Armed with these phrases, you can wow the waiter and work your way through the most generous platter.

Avez-vous le Beaufort d’été? Do you have summer Beaufort?

Beaufort is similar to Gruyère, and the best Beaufort is made with milk produced in summer, when cows eat fresh grass. Aged Beaufort is even more reminiscent of a mountain hike.

Je voudrais un chèvre bien frais/bien sec. I’d like a goat cheese that’s nice and fresh/nice and dry.

France produces many goat cheeses, some so fresh they can be scooped with a spoon, some tough enough to use as doorstops. It’s a matter of taste, but hard-core cheese eaters favor drier specimens, which stick to the roof of the mouth and have a frankly goaty aroma.

C’est un St-Marcellin de vache ou de chèvre? Is this St-Marcellin made with cow’s or goat’s milk?

St-Marcellin is a more original choice than ubiquitous crottin de chèvre (poetically named after goats’ turds). Originally a goat cheese, today it’s more often made with cow’s milk. The best have an oozy center, though some like it dry as a hockey puck.

C’est un Brie de Meaux ou de Melun? Is this Brie from Meaux or Melun?
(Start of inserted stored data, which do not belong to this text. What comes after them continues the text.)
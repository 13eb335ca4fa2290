//! Backup-service för att exportera alla ärenden

use std::fs;
use std::path::{Path, PathBuf};

use chrono::Local;
use tracing::info;

use crate::db::Database;
use crate::services::snapshot;
use crate::utils::error::AppResult;

/// Resultat av en backup-operation
#[derive(Debug, Clone)]
pub struct BackupResult {
    /// Sökväg till backup-filen
    pub path: PathBuf,
    /// Storlek i bytes
    pub size: u64,
    /// Antal exporterade ärenden
    pub record_count: usize,
    /// Datum för backup
    pub created_at: String,
}

impl BackupResult {
    /// Formatera storlek för visning
    pub fn size_display(&self) -> String {
        format_size(self.size)
    }
}

pub(crate) fn format_size(size: u64) -> String {
    const KB: u64 = 1024;
    const MB: u64 = KB * 1024;
    const GB: u64 = MB * 1024;

    match size {
        b if b >= GB => format!("{:.1} GB", b as f64 / GB as f64),
        b if b >= MB => format!("{:.1} MB", b as f64 / MB as f64),
        b if b >= KB => format!("{:.1} KB", b as f64 / KB as f64),
        b => format!("{} B", b),
    }
}

/// Backup-service
pub struct BackupService<'a> {
    db: &'a Database,
}

impl<'a> BackupService<'a> {
    pub fn new(db: &'a Database) -> Self {
        Self { db }
    }

    /// Hela tabellen som backupbytes, i ID-ordning
    pub fn export_snapshot(&self) -> AppResult<Vec<u8>> {
        let problems = self.db.problems().find_all()?;
        let bytes = snapshot::encode(&problems)?;

        info!("Exporterade {} ärenden ({} bytes)", problems.len(), bytes.len());
        Ok(bytes)
    }

    /// Skriv en backup till fil
    pub fn export_to_file(&self, path: &Path) -> AppResult<BackupResult> {
        let problems = self.db.problems().find_all()?;
        let bytes = snapshot::encode(&problems)?;

        if let Some(parent) = path.parent().filter(|p| !p.as_os_str().is_empty()) {
            fs::create_dir_all(parent)?;
        }
        fs::write(path, &bytes)?;

        info!("Backup sparad: {:?} ({} ärenden)", path, problems.len());

        Ok(BackupResult {
            path: path.to_path_buf(),
            size: bytes.len() as u64,
            record_count: problems.len(),
            created_at: Local::now().format("%Y-%m-%d %H:%M:%S").to_string(),
        })
    }
}
pub mod schema;
pub mod migrations;
pub mod problem_repo;

use rusqlite::Connection;
use std::path::{Path, PathBuf};
use std::sync::{Arc, Mutex, MutexGuard};
use tracing::info;

use crate::utils::date::Calendar;
use crate::utils::error::{AppError, AppResult};

pub use problem_repo::ProblemRepository;

/// Huvuddatabas-wrapper, skapas en gång vid start och skickas vidare
pub struct Database {
    conn: Arc<Mutex<Connection>>,
    path: Option<PathBuf>,
    calendar: Calendar,
}

impl Database {
    /// Öppna eller skapa databas och säkerställ schemat
    pub fn open(path: &Path) -> AppResult<Self> {
        // Skapa katalog om den inte finns
        if let Some(parent) = path.parent() {
            std::fs::create_dir_all(parent)?;
        }

        let conn = Connection::open(path)?;

        // Konfigurera SQLite
        conn.execute_batch(
            "
            PRAGMA journal_mode = WAL;
            PRAGMA synchronous = NORMAL;
            PRAGMA busy_timeout = 5000;
            "
        )?;

        info!("Databas öppnad: {:?}", path);

        let db = Self {
            conn: Arc::new(Mutex::new(conn)),
            path: Some(path.to_path_buf()),
            calendar: Calendar::default(),
        };
        db.migrate()?;
        Ok(db)
    }

    /// Öppna in-memory databas (för tester)
    pub fn open_in_memory() -> AppResult<Self> {
        let conn = Connection::open_in_memory()?;

        let db = Self {
            conn: Arc::new(Mutex::new(conn)),
            path: None,
            calendar: Calendar::default(),
        };
        db.migrate()?;
        Ok(db)
    }

    /// Välj kalender för datumstämpling av nya ärenden
    pub fn with_calendar(mut self, calendar: Calendar) -> Self {
        self.calendar = calendar;
        self
    }

    /// Kör databasmigrationer
    pub fn migrate(&self) -> AppResult<()> {
        let conn = lock(&self.conn)?;
        migrations::run_migrations(&conn)?;
        Ok(())
    }

    /// Hämta ärende-repository
    pub fn problems(&self) -> ProblemRepository {
        ProblemRepository::new(Arc::clone(&self.conn), self.calendar)
    }

    pub fn path(&self) -> Option<&Path> {
        self.path.as_deref()
    }

    pub fn calendar(&self) -> Calendar {
        self.calendar
    }

    #[cfg(test)]
    pub(crate) fn conn_for_tests(&self) -> MutexGuard<'_, Connection> {
        self.conn.lock().unwrap()
    }
}

impl Clone for Database {
    fn clone(&self) -> Self {
        Self {
            conn: Arc::clone(&self.conn),
            path: self.path.clone(),
            calendar: self.calendar,
        }
    }
}

/// Lås anslutningen; en förgiftad mutex blir ett lagringsfel
pub(crate) fn lock(conn: &Mutex<Connection>) -> AppResult<MutexGuard<'_, Connection>> {
    conn.lock().map_err(|_| AppError::LockPoisoned)
}

#[cfg(test)]
mod tests {
    use super::*;
    use tempfile::TempDir;

    #[test]
    fn test_open_creates_directory_and_file() {
        let dir = TempDir::new().unwrap();
        let path = dir.path().join("nested").join("problems.db");

        let db = Database::open(&path).unwrap();
        assert!(path.exists());
        assert_eq!(db.path(), Some(path.as_path()));
        assert_eq!(db.problems().count().unwrap(), 0);
    }

    #[test]
    fn test_reopen_keeps_data() {
        let dir = TempDir::new().unwrap();
        let path = dir.path().join("problems.db");

        let id = {
            let db = Database::open(&path).unwrap();
            db.problems().create("Skärm flimrar", "", "Ny kabel").unwrap()
        };

        let db = Database::open(&path).unwrap();
        let problem = db.problems().get(id).unwrap();
        assert_eq!(problem.subject, "Skärm flimrar");
        assert_eq!(problem.solution, "Ny kabel");
    }
}
/// SQL-schema för ärendeloggen
/// Tabellen `problems` har samma form som tidigare versioner av programmet
/// så att befintliga databasfiler kan öppnas direkt.

pub const SCHEMA_VERSION: i32 = 1;

pub const CREATE_TABLES: &str = r#"
-- Ärenden (AUTOINCREMENT: ID återanvänds aldrig)
CREATE TABLE IF NOT EXISTS problems (
    id INTEGER PRIMARY KEY AUTOINCREMENT,
    date TEXT,
    subject TEXT,
    problem TEXT,
    solution TEXT
);

-- Schemaversion
CREATE TABLE IF NOT EXISTS schema_migrations (
    version INTEGER PRIMARY KEY,
    applied_at TEXT NOT NULL DEFAULT (datetime('now'))
);
"#;

/// Kolumner i den ordning de exporteras och läses
pub const PROBLEM_COLUMNS: &str = "id, date, subject, problem, solution";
There are many kinds of Brie. Brie de Meaux is the best known, with a smooth flavor and runny center; the much rarer Brie de Melun is more pungent and saltier.

Je n’aime pas le Camembert industriel! I don’t like industrial Camembert!

Camembert might be a national treasure, but most of it is industrial. Real Camembert has a white rind with rust-color streaks and a yellow center.

Avez-vous de la confiture pour accompagner ce brebis? Do you have any jam to go with this sheep’s cheese?

In the Basque region berry jam is the traditional accompaniment for sharp sheep’s-milk cheeses like Ossau-Iraty.

C’est la saison du Mont d’Or. It’s Mont d’Or season.

This potent mountain cheese, also known as Vacherin, is produced only from September to March. It’s so runny it’s eaten with a spoon.